La crypto est un sujet qui fait beaucoup débat dans la communauté islamique – non pas parce que la technologie en soi pose problème, mais parce que cela dépend de son utilisation. La question "est-ce que la crypto est haram" ne peut pas être répondue de manière générale, car cela dépend de la façon et des moyens par lesquels on échange.



La règle fondamentale en islam est simple : un outil en soi n'est ni permis ni interdit. Un couteau peut être utilisé pour cuisiner ou pour faire du mal – il en va de même pour Bitcoin, Ethereum ou d'autres actifs numériques. L'intention et l'application pratique déterminent.

Lors du trading au comptant – c'est-à-dire l'achat et la vente directs de cryptomonnaies au prix du marché actuel – il y a moins de préoccupations, tant que la pièce elle-même n'est pas impliquée dans des activités problématiques. Les transactions peer-to-peer sans intérêts respectent également les principes islamiques. Les projets axés sur la durabilité, l'éducation ou les applications décentralisées sont généralement considérés comme éthiquement acceptables.

Cela devient problématique avec des meme-coins comme Shiba Inu ou Dogecoin. Ceux-ci sont alimentés par le hype, pas par une utilité réelle. Les investisseurs spéculent sur des gains rapides – cela ressemble plus à un jeu de hasard qu'à un investissement véritable. Les schémas de pump-and-dump, où de gros détenteurs font artificiellement monter les prix puis se débarrassent, laissent les petits investisseurs avec des pertes. Cela va à l'encontre des valeurs islamiques d'équité et de transparence.

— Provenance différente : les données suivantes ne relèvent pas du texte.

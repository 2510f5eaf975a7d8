//! Summary reports: the weekly digest, the medical report for a clinician,
//! per-symptom summaries and the food reaction matrix.

use std::collections::{BTreeMap, BTreeSet};

use chrono::{Duration, NaiveDate};
use serde::Serialize;

use crate::adherence::{weekly_adherence, DoseMatcher, WeeklyAdherence};
use crate::protocol::ProtocolDocument;
use crate::records::{DieoffEpisode, DoseRecord, MealReaction, MealRecord, SymptomRecord};
use crate::risk::TreatmentCourse;

/// Default look-back for [`symptom_summary`] and [`medical_report`].
pub const SYMPTOM_SUMMARY_DAYS: i64 = 30;

/// Past treatment courses listed in full in a medical report.
pub const RECENT_TREATMENTS: usize = 3;

#[derive(Debug, Clone, PartialEq, Serialize)]
pub struct WeeklyReport {
    pub start_date: NaiveDate,
    pub end_date: NaiveDate,
    pub adherence: WeeklyAdherence,
    pub symptom_count: usize,
    /// Distinct symptom types logged in the week, sorted.
    pub symptom_types: Vec<String>,
    pub dieoff_episodes: usize,
}

/// Digest of the seven days ending at `today`.
pub fn weekly_report(
    matcher: &DoseMatcher<'_>,
    doses: &[DoseRecord],
    symptoms: &[SymptomRecord],
    episodes: &[DieoffEpisode],
    today: NaiveDate,
) -> WeeklyReport {
    let start_date = today - Duration::days(6);
    let in_range = |day: Option<NaiveDate>| day.is_some_and(|d| d >= start_date && d <= today);
    let in_week: Vec<&SymptomRecord> = symptoms.iter().filter(|s| in_range(s.day())).collect();
    let types: BTreeSet<&str> = in_week.iter().map(|s| s.symptom_type.as_str()).collect();

    WeeklyReport {
        start_date,
        end_date: today,
        adherence: weekly_adherence(matcher, today, doses),
        symptom_count: in_week.len(),
        symptom_types: types.into_iter().map(String::from).collect(),
        dieoff_episodes: episodes.iter().filter(|e| in_range(e.day())).count(),
    }
}

#[derive(Debug, Clone, PartialEq, Serialize)]
pub struct TreatmentSummary {
    pub total: usize,
    /// The newest courses, oldest first.
    pub recent: Vec<TreatmentCourse>,
}

#[derive(Debug, Clone, PartialEq, Serialize)]
pub struct DieoffSummary {
    pub count: usize,
    /// Mean over rated episodes, one decimal.
    pub average_severity: Option<f64>,
}

/// Everything a clinician needs in one document.
#[derive(Debug, Clone, PartialEq, Serialize)]
pub struct MedicalReport {
    pub start_date: NaiveDate,
    pub end_date: NaiveDate,
    pub treatment_history: TreatmentSummary,
    pub protocol: ProtocolDocument,
    pub symptoms: Vec<SymptomSummary>,
    pub symptoms_logged: usize,
    pub dieoff: DieoffSummary,
}

/// Medical report over the [`SYMPTOM_SUMMARY_DAYS`] days ending at `today`.
///
/// Treatment history is not windowed: courses are listed as stored, the
/// last [`RECENT_TREATMENTS`] in full.
pub fn medical_report(
    treatments: &[TreatmentCourse],
    protocol: &ProtocolDocument,
    symptoms: &[SymptomRecord],
    episodes: &[DieoffEpisode],
    today: NaiveDate,
) -> MedicalReport {
    let start_date = today - Duration::days(SYMPTOM_SUMMARY_DAYS - 1);
    let in_range = |day: Option<NaiveDate>| day.is_some_and(|d| d >= start_date && d <= today);

    let summaries = symptom_summary(symptoms, today, SYMPTOM_SUMMARY_DAYS);
    let recent_episodes: Vec<&DieoffEpisode> =
        episodes.iter().filter(|e| in_range(e.day())).collect();
    let rated: Vec<u8> = recent_episodes.iter().filter_map(|e| e.severity).collect();

    MedicalReport {
        start_date,
        end_date: today,
        treatment_history: TreatmentSummary {
            total: treatments.len(),
            recent: treatments[treatments.len().saturating_sub(RECENT_TREATMENTS)..].to_vec(),
        },
        protocol: protocol.clone(),
        symptoms_logged: summaries.iter().map(|s| s.count).sum(),
        symptoms: summaries,
        dieoff: DieoffSummary {
            count: recent_episodes.len(),
            average_severity: mean_one_decimal(&rated),
        },
    }
}

fn mean_one_decimal(values: &[u8]) -> Option<f64> {
    (!values.is_empty()).then(|| {
        let mean = values.iter().map(|v| f64::from(*v)).sum::<f64>() / values.len() as f64;
        (mean * 10.0).round() / 10.0
    })
}

/// Severity summary for one symptom type.
#[derive(Debug, Clone, PartialEq, Serialize)]
pub struct SymptomSummary {
    pub symptom_type: String,
    /// Mean severity rounded to one decimal; `None` when no entry is rated.
    pub average: Option<f64>,
    pub count: usize,
    /// Severity of the newest rated entry.
    pub latest: Option<u8>,
}

/// Per-type summaries over the `days` days ending at `today`, sorted by type.
pub fn symptom_summary(symptoms: &[SymptomRecord], today: NaiveDate, days: i64) -> Vec<SymptomSummary> {
    let since = today - Duration::days(days.max(1) - 1);
    let mut by_type: BTreeMap<&str, Vec<(NaiveDate, Option<u8>)>> = BTreeMap::new();
    for symptom in symptoms {
        let Some(day) = symptom.day() else { continue };
        if day < since || day > today {
            continue;
        }
        by_type
            .entry(symptom.symptom_type.as_str())
            .or_default()
            .push((day, symptom.severity));
    }

    by_type
        .into_iter()
        .map(|(kind, mut entries)| {
            entries.sort_by_key(|(day, _)| *day);
            let rated: Vec<u8> = entries.iter().filter_map(|(_, s)| *s).collect();
            SymptomSummary {
                symptom_type: kind.to_string(),
                average: mean_one_decimal(&rated),
                count: entries.len(),
                latest: rated.last().copied(),
            }
        })
        .collect()
}

#[derive(Debug, Clone, Copy, PartialEq, Eq, Serialize)]
pub enum FoodVerdict {
    Safe,
    Avoid,
    Caution,
}

/// Reaction tally for one food.
#[derive(Debug, Clone, PartialEq, Eq, Serialize)]
pub struct FoodReaction {
    pub food: String,
    pub count: u32,
    /// Meals with no reaction
    pub good: u32,
    /// Mild or unrecorded reactions
    pub neutral: u32,
    pub bad: u32,
    pub verdict: FoodVerdict,
}

/// Reaction matrix across all meals, most eaten first.
pub fn food_reactions(meals: &[MealRecord]) -> Vec<FoodReaction> {
    let mut tally: BTreeMap<String, (u32, u32, u32)> = BTreeMap::new();
    for meal in meals {
        for food in meal.foods.split(',').map(|f| f.trim().to_lowercase()) {
            if food.is_empty() {
                continue;
            }
            let (good, neutral, bad) = tally.entry(food).or_default();
            match meal.reaction {
                Some(MealReaction::None) => *good += 1,
                Some(MealReaction::Bad) => *bad += 1,
                Some(MealReaction::Mild) | None => *neutral += 1,
            }
        }
    }

    let mut reactions: Vec<FoodReaction> = tally
        .into_iter()
        .map(|(food, (good, neutral, bad))| FoodReaction {
            food,
            count: good + neutral + bad,
            good,
            neutral,
            bad,
            verdict: if bad > good {
                FoodVerdict::Avoid
            } else if good > bad {
                FoodVerdict::Safe
            } else {
                FoodVerdict::Caution
            },
        })
        .collect();
    // Stable: ties stay alphabetical.
    reactions.sort_by(|a, b| b.count.cmp(&a.count));
    reactions
}

#[cfg(test)]
mod tests {
    use super::*;
    use crate::adherence::{AliasTable, MatchPolicy};
    use crate::protocol::ProtocolSchedule;
    use crate::risk::TreatmentOutcome;
    use crate::timing::{SlotTiming, TimingRules};

    fn symptom(date: &str, kind: &str, severity: Option<u8>) -> SymptomRecord {
        SymptomRecord {
            date: date.into(),
            symptom_type: kind.into(),
            severity,
            ..Default::default()
        }
    }

    fn episode(date: &str, severity: Option<u8>) -> DieoffEpisode {
        DieoffEpisode {
            date: date.into(),
            severity,
            ..Default::default()
        }
    }

    fn course(name: &str) -> TreatmentCourse {
        TreatmentCourse {
            name: Some(name.into()),
            duration_weeks: Some(4),
            biofilm_disruptors: false,
            underdosed: false,
            prokinetic: false,
            outcome: TreatmentOutcome::Relapse,
        }
    }

    fn meal(foods: &str, reaction: Option<MealReaction>) -> MealRecord {
        MealRecord {
            date: "2024-01-01".into(),
            meal_type: None,
            foods: foods.into(),
            reaction,
        }
    }

    #[test]
    fn weekly_report_counts_symptoms_in_range() {
        let schedule = ProtocolSchedule::default_kill_phase();
        let aliases = AliasTable::default();
        let matcher = DoseMatcher::new(
            SlotTiming::new(&schedule, TimingRules::default()),
            &aliases,
            MatchPolicy::Lenient,
        );
        let symptoms = vec![
            symptom("2024-01-01", "bloating", Some(5)),
            symptom("2024-01-07", "gas", Some(2)),
            symptom("2024-01-07", "bloating", Some(4)),
            symptom("2023-12-31", "nausea", Some(6)),
        ];
        let episodes = vec![
            episode("2024-01-03", Some(4)),
            episode("2023-12-29", Some(7)),
            episode("undated", Some(2)),
        ];
        let today = NaiveDate::from_ymd_opt(2024, 1, 7).unwrap();
        let report = weekly_report(&matcher, &[], &symptoms, &episodes, today);
        assert_eq!(report.symptom_count, 3);
        assert_eq!(report.dieoff_episodes, 1);
        assert_eq!(report.symptom_types, vec!["bloating", "gas"]);
        assert_eq!(report.adherence.percentage, 0);
        assert_eq!(report.start_date, NaiveDate::from_ymd_opt(2024, 1, 1).unwrap());
    }

    #[test]
    fn symptom_summary_averages_rated_entries() {
        let symptoms = vec![
            symptom("2024-01-03", "bloating", Some(6)),
            symptom("2024-01-01", "bloating", Some(5)),
            symptom("2024-01-02", "bloating", None),
            symptom("2024-01-04", "bloating", Some(5)),
            symptom("2023-11-01", "bloating", Some(10)),
        ];
        let today = NaiveDate::from_ymd_opt(2024, 1, 5).unwrap();
        let summary = symptom_summary(&symptoms, today, SYMPTOM_SUMMARY_DAYS);
        assert_eq!(summary.len(), 1);
        assert_eq!(summary[0].count, 4);
        assert_eq!(summary[0].average, Some(5.3));
        assert_eq!(summary[0].latest, Some(5));
    }

    #[test]
    fn medical_report_combines_history_symptoms_and_dieoff() {
        let treatments: Vec<TreatmentCourse> =
            ["Rifaximin", "Nystatin", "Berberine", "Allicin"].map(course).to_vec();
        let symptoms = vec![
            symptom("2024-03-30", "bloating", Some(6)),
            symptom("2024-03-02", "bloating", Some(3)),
            symptom("2024-03-01", "fatigue", Some(8)),
            symptom("2024-02-29", "fatigue", Some(9)),
        ];
        let episodes = vec![
            episode("2024-03-20", Some(5)),
            episode("2024-03-25", Some(8)),
            episode("2024-03-28", None),
            episode("2024-02-01", Some(10)),
        ];
        let today = NaiveDate::from_ymd_opt(2024, 3, 30).unwrap();

        let report = medical_report(
            &treatments,
            &ProtocolDocument::default(),
            &symptoms,
            &episodes,
            today,
        );

        assert_eq!(report.start_date, NaiveDate::from_ymd_opt(2024, 3, 1).unwrap());
        assert_eq!(report.treatment_history.total, 4);
        let recent: Vec<&str> = report
            .treatment_history
            .recent
            .iter()
            .filter_map(|c| c.name.as_deref())
            .collect();
        assert_eq!(recent, vec!["Nystatin", "Berberine", "Allicin"]);

        assert_eq!(report.symptoms_logged, 3);
        assert_eq!(report.symptoms[0].symptom_type, "bloating");
        assert_eq!(report.symptoms[0].average, Some(4.5));
        assert_eq!(report.symptoms[1].average, Some(8.0));

        assert_eq!(report.dieoff.count, 3);
        assert_eq!(report.dieoff.average_severity, Some(6.5));
    }

    #[test]
    fn medical_report_with_no_records() {
        let today = NaiveDate::from_ymd_opt(2024, 3, 30).unwrap();
        let report = medical_report(&[], &ProtocolDocument::default(), &[], &[], today);
        assert_eq!(report.treatment_history.total, 0);
        assert!(report.treatment_history.recent.is_empty());
        assert!(report.symptoms.is_empty());
        assert_eq!(report.dieoff.count, 0);
        assert_eq!(report.dieoff.average_severity, None);
    }

    #[test]
    fn food_matrix_verdicts() {
        let meals = vec![
            meal("Rice, Chicken", Some(MealReaction::None)),
            meal("rice, onion", Some(MealReaction::Bad)),
            meal("Onion", Some(MealReaction::Bad)),
            meal("rice", Some(MealReaction::None)),
            meal("chicken, ", Some(MealReaction::Bad)),
            meal("", None),
        ];
        let matrix = food_reactions(&meals);
        let rows: Vec<(&str, u32, FoodVerdict)> = matrix
            .iter()
            .map(|r| (r.food.as_str(), r.count, r.verdict))
            .collect();
        assert_eq!(
            rows,
            vec![
                ("rice", 3, FoodVerdict::Safe),
                ("chicken", 2, FoodVerdict::Caution),
                ("onion", 2, FoodVerdict::Avoid),
            ]
        );
    }
}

Le trading sur marge et les contrats à terme sont également problématiques. Le trading sur marge implique un prêt avec intérêts (Riba), ce qui est interdit en islam. Les contrats à terme sont de la simple spéculation sur des prix futurs sans possession réelle – c'est gharar, une incertitude excessive, et donc rejeté.

Solana est intéressant car cela dépend de l'utilisation : si la blockchain est utilisée pour des applications décentralisées éthiques et des projets responsables, cela peut être acceptable. Mais si elle est principalement utilisée pour des meme-coins ou des jeux de hasard, l’évaluation change.

Conclusion : La crypto peut être halal si elle concerne le trading au comptant avec des pièces ayant une utilité réelle et ne soutenant pas d'activités nuisibles. Cardano, Polygon ou des projets axés sur la durabilité correspondent aux principes islamiques. Évitez en revanche les jeux de spéculation purs, les tokens de jeu de hasard et les formes de trading à effet de levier. La question "est-ce que la crypto est haram" se répond d'elle-même si l'on considère l'intention et le contexte.